我說話不利索,因為癡傻而控製不住歪斜的嘴角。
口水順著流下,被我一遍遍擦掉。
我隻能指著牆上的班級合照,不停地重複。
“鈴鐺、小鈴鐺,我是媽媽。”
學生沒想到我指的居然是沈家千金沈明珠。
瞪大眼睛,驚呼出聲。
“你是沈明珠的媽媽?怎麼可能!”
一瞬間,所有人都把視線投向了我。
他們上下打量我幾眼,語氣諷刺。
“這就是沈明珠那個瘋子親媽吧?怎麼找到學校來了,真是晦氣!”
“什麼學院女神,還不是有個瘋子親媽!都是些上不得台麵的東西。”
“沈明珠身上也流著這個瘋女人的血,不會也有發病的基因吧?我才不要跟這種人一個學校!”
女兒匆匆趕來,正好聽見這些話。
她臉色驟變,拽著我的衣服把我狠狠推倒在地。
“你這個瘋子,怎麼會出現在這!”
後腦勺撞上講台,痛得我渾身發抖。
有什麼溫熱的液體順著流下來。
我克製不住顫動的眼珠,雙手放在身前絞來絞去。
“家長會,媽媽來給小鈴鐺開家長會。
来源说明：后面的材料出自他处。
// src/upload.rs
//
// Sequential writer for S3 objects.
//
// Design:
// - Bytes are buffered into parts of `part_size`.  A full part is uploaded
//   right away; writes of a whole part or more skip the buffer.
// - At close, an object of at most `part_size - 1` bytes goes up in a single
//   PutObject when delayed open is allowed.  Otherwise a multipart upload is
//   used, created eagerly at open time when delayed open is off.
// - With background writes, uploads run on the I/O pool.  The shared
//   `UploadState` tracks how many are in flight, the completed parts by slot
//   and the first error seen; flush/close wait for it to go idle.
// - CompleteMultipartUpload responses carrying an embedded error are retried
//   according to the configured `RetryStrategy`.

use std::collections::BTreeMap;
use std::sync::{Arc, Mutex, MutexGuard, PoisonError};

use bytes::{Bytes, BytesMut};
use tokio::sync::Notify;
use tracing::{debug, warn};

use crate::client::{CompletedPart, ObjectAttributes};
use crate::config::FsOptions;
use crate::constants::{DEFAULT_CONTENT_TYPE, MAX_MULTIPART_PARTS};
use crate::error::{ErrorDetail, FsError, Result};
use crate::io_context::IoContext;
use crate::lifecycle::ClientHolder;
use crate::path::ObjectPath;
use crate::retry::RetryStrategy;

#[derive(Debug, Default)]
struct UploadInner {
    /// Slot `n - 1` holds part `n` once uploaded.
    completed_parts: Vec<Option<CompletedPart>>,
    uploads_in_progress: usize,
    /// First failure among background uploads.
    status: Option<FsError>,
}

/// State shared between a writer and its background uploads.
#[derive(Debug, Default)]
struct UploadState {
    inner: Mutex<UploadInner>,
    idle: Notify,
}

impl UploadState {
    fn lock(&self) -> MutexGuard<'_, UploadInner> {
        self.inner.lock().unwrap_or_else(PoisonError::into_inner)
    }

    fn begin_upload(&self) {
        self.lock().uploads_in_progress += 1;
    }

    fn add_completed_part(inner: &mut UploadInner, part_number: i32, e_tag: String) {
        let slot = (part_number - 1) as usize;
        if inner.completed_parts.len() <= slot {
            inner.completed_parts.resize(slot + 1, None);
        }
        if inner.completed_parts[slot].is_some() {
            debug!("part {} recorded twice", part_number);
        }
        inner.completed_parts[slot] = Some(CompletedPart { part_number, e_tag });
    }

    /// Record the outcome of one background upload.  `part_number` is `None`
    /// for a single-request upload.
    fn finish_upload(&self, part_number: Option<i32>, outcome: Result<String>) {
        let mut inner = self.lock();
        match (outcome, part_number) {
            (Ok(e_tag), Some(n)) => Self::add_completed_part(&mut inner, n, e_tag),
            (Ok(_), None) => {}
            (Err(e), _) => {
                if inner.status.is_none() {
                    inner.status = Some(e);
                }
            }
        }
        inner.uploads_in_progress = inner.uploads_in_progress.saturating_sub(1);
        let idle = inner.uploads_in_progress == 0;
        drop(inner);
        // Waiters are woken with the lock released.
        if idle {
            self.idle.notify_waiters();
        }
    }

    /// Resolve once no upload is in flight, with the aggregate status.
    async fn wait_idle(&self) -> Result<()> {
        loop {
            let notified = self.idle.notified();
            tokio::pin!(notified);
            notified.as_mut().enable();
            {
                let inner = self.lock();
                if inner.uploads_in_progress == 0 {
                    return match &inner.status {
                        Some(e) => Err(e.clone()),
                        None => Ok(()),
                    };
                }
            }
            notified.await;
        }
    }
}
”
女兒再也忍不住崩潰,衝著我大罵:
“你毀了我的生日宴會還不夠,還要毀了我在學校的形象嗎?!”
“我說過我隻有一個媽媽,跟你沒有任何關係!”
“你有什麼資格來給我開家長會,還不快滾!”
這個時候,一個穿著西裝的中年男人才趕著時間,大跨步走進來。
臉上帶著親昵的笑容。
“明珠,都怪舅舅,是舅舅來晚了。”
話落,他才看見站在女兒身旁滿臉瑟縮的我。
熟悉的眉眼讓他臉色一白。
控製不住驚叫起來:“是你?你怎麼會在這?”
“你居然沒死?!”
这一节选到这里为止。